I gave my mother a “sous vide” machine for her birthday because I’ve wanted to play with one for ages—Heston Blumenthal has said they “have the potential to be the biggest change in domestic kitchens since the microwave.” Until recently, these machines were cumbersome and expensive, strictly the preserve of commercial kitchens. But now you can buy smaller, cheaper versions and modernist foodies are adding them to their gadget collections. John Lewis reports almost tripling sales over the last two years.
Sous vide cooking involves compressing food in a vacuum-sealed bag (“sous vide,” “under vacuum”) and cooking it in a water bath kept at a precise temperature. Vacuum sealing requires a separate machine, so the home cook can use a Ziploc bag instead.

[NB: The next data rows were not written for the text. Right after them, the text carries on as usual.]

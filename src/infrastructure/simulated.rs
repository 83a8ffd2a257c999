use crate::domain::ports::{GatewayOutcome, PaymentGateway};
use crate::domain::request::DonationRequest;
use crate::error::Result;
use async_trait::async_trait;
use serde::Deserialize;
use std::time::Duration;
use tracing::debug;
use uuid::Uuid;

/// Processing time of the simulated gateway when none is given.
pub const DEFAULT_PROCESSING_DELAY: Duration = Duration::from_millis(1500);

/// How the simulated gateway answers.
#[derive(Debug, Clone, Copy, PartialEq, Eq, Default, Deserialize)]
#[serde(rename_all = "lowercase")]
pub enum SimulationMode {
    #[default]
    Succeed,
    Cancel,
    Fail,
    /// Never answers; exercises the controller's deadline.
    Hang,
}

/// Stand-in for a real card / PayPal integration.
///
/// Waits a fixed processing delay, then answers according to its mode.
/// Successful charges get a fresh `TXN-<uuid>` transaction id.
#[derive(Debug, Clone)]
pub struct SimulatedGateway {
    mode: SimulationMode,
    delay: Duration,
}

impl Default for SimulatedGateway {
    fn default() -> Self {
        Self::new(SimulationMode::Succeed)
    }
}

impl SimulatedGateway {
    pub fn new(mode: SimulationMode) -> Self {
        Self {
            mode,
            delay: DEFAULT_PROCESSING_DELAY,
        }
    }

    pub fn with_delay(mut self, delay: Duration) -> Self {
        self.delay = delay;
        self
    }
}

#[async_trait]
impl PaymentGateway for SimulatedGateway {
    async fn submit_donation(&self, request: &DonationRequest) -> Result<GatewayOutcome> {
        debug!(
            amount_cents = request.amount_minor_units(),
            currency = request.currency(),
            method = %request.payment_method(),
            mode = ?self.mode,
            "Simulating payment"
        );

        if self.mode == SimulationMode::Hang {
            return std::future::pending().await;
        }
        tokio::time::sleep(self.delay).await;

        Ok(match self.mode {
            SimulationMode::Succeed => GatewayOutcome::Success {
                transaction_id: format!("TXN-{}", Uuid::new_v4().simple()),
            },
            SimulationMode::Cancel => GatewayOutcome::Cancelled,
            SimulationMode::Fail | SimulationMode::Hang => GatewayOutcome::Error {
                message: "payment processor declined the charge".to_string(),
            },
        })
    }
}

What happens to food when it’s cooking depends on the temperature and how long it’s in for. Meat cooks to rare at around 50°C, to rosy medium at 60°C and well done at 70°C. Non-leafy vegetables begin to soften at 85°C. But in the kitchen most methods subject food to vastly higher temperatures: water boils at 100°C, roasts tend to go into a 250°C oven and the oil in a frying pan is 200-250°C.
Consider your Thursday evening panfried sirloin: the outside is seared, but when you cut into it there is a layer of overcooked grey surrounding a pink juicy stripe of rare. This is because the sirloin has been subjected to high temperatures in order to force a bit of heat into the middle. It takes a lot of energy to transfer heat through a steak or a carrot; flesh is very good insulation. But a sous vide water bath can hold its temperature at precisely 57°C. Your steak goes in the bag in the water, and no part of it will ever overcook to grey, no matter how long it sits there.
I chose a machine made by a company called Anova, because instead of being a freestanding tank that takes up counter space, it’s a foot-long cyclinder that you clamp inside a pan of water to act as an immersion heater and water circulator. Also it was $200 (£120), cheap as sous vide machines go.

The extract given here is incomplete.